Do you have a link? 

When I check the Bachmann site - at the store all I get is "indoor" track and when I tried a search for 'Brass Track' no track came up at all.


----------



## vsmith (Jan 2, 2008)

Its in the large scale "ask the Bachmann" forums. The real thing will be the cost. If they can price it will below LGB & Aristo/Usa it will do well...if its the same ridiculous prices currently being extorted it may not do so well.


----------



## Steve Stockham (Jan 2, 2008)

Hmph! (Took 'em long enough....) The only real surprise is that they have kept with that hideous tinplate track for so long! For over 10 years they have been manufacturing locomotives (and now rolling stock) that won't navigate their track! Bachmann's tinplate track does not match up with any other type of track and it rusts at the first hint of moisture! This move is a no brainer. The only real problem is the rising cost of brass. I will be very interested to see how Bachmann deals with this!


----------



## Jerry Barnes (Jan 2, 2008)

Seeing as how they make all narrow gauge locomotives I would think they would make it code 250 or 215.


----------



## blueregal (Jan 3, 2008)

Prolly be hollow inside like the old Lionel track was?????? in order to keep their costs and front end price down!! LOL What you tink????? Regal


----------



## tmtrainz (Feb 9, 2010)

Here's a link to their discussion forum "ask the Bach-Man": 

http://www.bachmanntrains.com/home-usa/board/index.php/topic,18371.0.html


----------



## JPCaputo (Jul 26, 2009)

Msrp is a little over $10 / ft. The 12 pack of 1 ft is $130 msrp. For that much it better be solid brass, and LGB quality. 

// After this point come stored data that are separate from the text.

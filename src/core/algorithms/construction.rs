//! Selection and bookkeeping shared by the unconstrained mesh builders.
//!
//! [`Construction`] picks the algorithm that turns a mesh holding only
//! vertices into a triangulation:
//!
//! - [`Construction::IncrementalFlip`] (default) inserts points one at a time
//!   inside an auxiliary bounding triangle and restores the Delaunay property
//!   with local flips; see [`incremental_insertion`](super::incremental_insertion).
//! - [`Construction::DivideAndConquer`] recursively triangulates x-sorted
//!   halves and merges them with the chosen [`MergeStrategy`]; see
//!   [`divide_and_conquer`](super::divide_and_conquer).
//!
//! Quality refinement rebuilds with the same strategy on every pass.

use serde::{Deserialize, Serialize};
use thiserror::Error;

use crate::core::algorithms::divide_and_conquer::{DivideAndConquer, MergeStrategy};
use crate::core::algorithms::flips::{FlipError, LocalFlipOptimizer};
use crate::core::algorithms::incremental_insertion::triangulate_incremental;
use crate::core::algorithms::locate::LocateError;
use crate::core::mesh::{Mesh, MeshError};

/// Errors raised while building an unconstrained mesh.
#[derive(Debug, Clone, PartialEq, Error)]
pub enum ConstructionError {
    /// Builders start from a mesh without triangles.
    #[error("Mesh already has {triangles} triangles")]
    AlreadyTriangulated {
        /// Triangles present at the start
        triangles: usize,
    },
    /// A mesh edit failed.
    #[error("Mesh error: {0}")]
    Mesh(#[from] MeshError),
    /// Point location failed.
    #[error("Location error: {0}")]
    Location(#[from] LocateError),
    /// Flip optimization failed.
    #[error("Flip error: {0}")]
    Flip(#[from] FlipError),
}

/// Counters reported by a build.
#[derive(Debug, Clone, Copy, Default, PartialEq, Eq, Serialize, Deserialize)]
pub struct BuildStats {
    /// Vertices taken into the triangulation.
    pub inserted: usize,
    /// Vertices skipped because they coincide with an earlier one, or
    /// candidate triangles already present (divide and conquer).
    pub skipped_duplicates: usize,
    /// Candidate triangles or insertions skipped as degenerate.
    pub skipped_degenerate: usize,
    /// Triangles present after the build.
    pub triangles: usize,
    /// Edge flips performed.
    pub flips: usize,
    /// Merge steps performed by divide and conquer.
    pub merges: usize,
    /// Convex hull edges the incremental builder had to restore by flips
    /// before removing its auxiliary triangle.
    pub recovered_hull_edges: usize,
}

/// Algorithm used to build (and rebuild) the unconstrained mesh.
///
/// [`IncrementalFlip`](Self::IncrementalFlip) is the default: it is the
/// strategy whose output is always the Delaunay triangulation of the convex
/// hull, which constraint insertion and refinement rely on. Divide and
/// conquer stays available as a faster heuristic; its merges produce
/// well-formed triangles but guarantee neither the Delaunay property nor
/// full hull coverage. When it is selected,
/// [`MergeStrategy::NearestNeighbor`] is its default merge.
#[derive(Debug, Clone, Copy, Default, PartialEq, Eq, Serialize, Deserialize)]
pub enum Construction {
    /// Incremental insertion with local flips inside an auxiliary triangle.
    #[default]
    IncrementalFlip,
    /// Divide and conquer over x-sorted points.
    DivideAndConquer(MergeStrategy),
}

impl Construction {
    /// Triangulates the vertices of `mesh`.
    ///
    /// # Errors
    ///
    /// Returns [`ConstructionError::AlreadyTriangulated`] if `mesh` already
    /// has triangles, or the error of the underlying builder.
    ///
    /// # Examples
    ///
    /// ```rust
    /// use delaunay_refine::core::algorithms::construction::Construction;
    /// use delaunay_refine::core::algorithms::flips::LocalFlipOptimizer;
    /// use delaunay_refine::core::mesh::Mesh;
    /// use delaunay_refine::core::vertex::PointSet;
    /// use delaunay_refine::geometry::tolerances::Tolerances;
    ///
    /// let points = PointSet::from_points([[0.0, 0.0], [1.0, 0.0], [1.0, 1.0], [0.0, 1.0]]).unwrap();
    /// let mut mesh = Mesh::from_point_set(&points, Tolerances::default()).unwrap();
    /// let stats = Construction::default()
    ///     .build(&mut mesh, &LocalFlipOptimizer::default())
    ///     .unwrap();
    /// assert_eq!(stats.triangles, 2);
    /// ```
    pub fn build(
        self,
        mesh: &mut Mesh,
        optimizer: &LocalFlipOptimizer,
    ) -> Result<BuildStats, ConstructionError> {
        if mesh.number_of_triangles() > 0 {
            return Err(ConstructionError::AlreadyTriangulated {
                triangles: mesh.number_of_triangles(),
            });
        }
        let stats = match self {
            Self::IncrementalFlip => triangulate_incremental(mesh, optimizer)?,
            Self::DivideAndConquer(strategy) => DivideAndConquer::new(strategy).triangulate(mesh)?,
        };
        tracing::debug!(
            construction = ?self,
            triangles = stats.triangles,
            skipped_duplicates = stats.skipped_duplicates,
            skipped_degenerate = stats.skipped_degenerate,
            "mesh built"
        );
        Ok(stats)
    }
}

#[cfg(test)]
mod tests {
    use super::*;
    use crate::core::vertex::PointSet;
    use crate::geometry::tolerances::Tolerances;

    fn unit_square() -> Mesh {
        let set =
            PointSet::from_points([[0.0, 0.0], [1.0, 0.0], [1.0, 1.0], [0.0, 1.0]]).unwrap();
        Mesh::from_point_set(&set, Tolerances::default()).unwrap()
    }

    #[test]
    fn test_refuses_triangulated_mesh() {
        let mut mesh = unit_square();
        let optimizer = LocalFlipOptimizer::default();
        Construction::default().build(&mut mesh, &optimizer).unwrap();
        assert_eq!(
            Construction::default().build(&mut mesh, &optimizer),
            Err(ConstructionError::AlreadyTriangulated { triangles: 2 })
        );
    }

    #[test]
    fn test_strategies_dispatch() {
        let optimizer = LocalFlipOptimizer::default();
        for construction in [
            Construction::IncrementalFlip,
            Construction::DivideAndConquer(MergeStrategy::NearestNeighbor),
            Construction::DivideAndConquer(MergeStrategy::AdvancingFront),
        ] {
            let mut mesh = unit_square();
            let stats = construction.build(&mut mesh, &optimizer).unwrap();
            assert_eq!(stats.triangles, mesh.number_of_triangles());
            assert!(stats.triangles >= 1);
            assert!(mesh.is_valid().is_ok());
        }
    }

    #[test]
    fn test_default_construction_covers_the_hull() {
        assert_eq!(Construction::default(), Construction::IncrementalFlip);
        assert_eq!(MergeStrategy::default(), MergeStrategy::NearestNeighbor);

        // Regular pentagon plus its center: 2·6 − 2 − 5 triangles.
        let mut points: Vec<[f64; 2]> = (0..5)
            .map(|i| {
                let t = f64::from(i) * std::f64::consts::TAU / 5.0;
                [t.cos(), t.sin()]
            })
            .collect();
        points.push([0.0, 0.0]);
        let set = PointSet::from_points(points).unwrap();
        let mut mesh = Mesh::from_point_set(&set, Tolerances::default()).unwrap();
        let stats = Construction::default()
            .build(&mut mesh, &LocalFlipOptimizer::default())
            .unwrap();
        assert_eq!(stats.triangles, 5);
        assert_eq!(mesh.hull_edges().len(), 5);
        assert!(mesh.validate_delaunay(1e-9).is_ok());
    }

    #[test]
    fn test_construction_serde() {
        let c = Construction::DivideAndConquer(MergeStrategy::AdvancingFront);
        let json = serde_json::to_string(&c).unwrap();
        let back: Construction = serde_json::from_str(&json).unwrap();
        assert_eq!(back, c);
    }
}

http://www.bachmanntrains.com/home-usa/products.php?act=viewCat&catId=463 

It is in products, large scale, track, and the top selection " brass track (7) "


----------



## vsmith (Jan 2, 2008)

Any speculation on street price? Wholesale trains has A/C-USA track for $6.79 a foot, LGB for $5.75.


----------



## krs (Feb 29, 2008)

Doesn't make too much sense to me considering there are already so many manufacturers offering track for Large Scale. 
Aristo 
USA Trains 
LGB 
AML 
Sunset Valley 
Llagas Creek (only code 250 in Al and NiSi) Thiel 
Piko
TrainLine 45 
LEBU 
Miha-Modell 
FGB 
Heyn 
GMTS 
Fluck 
Well, OK, some of these are European, but still.... 

Just what we needed,another manufacturer offering code 332 brass track -and I'm sure I missed some of the existing manufacturers.


I wish there was more selection of code 250 brass or Nickel plated rather than yet another manufacturer offering code 332 brass.


Knut


----------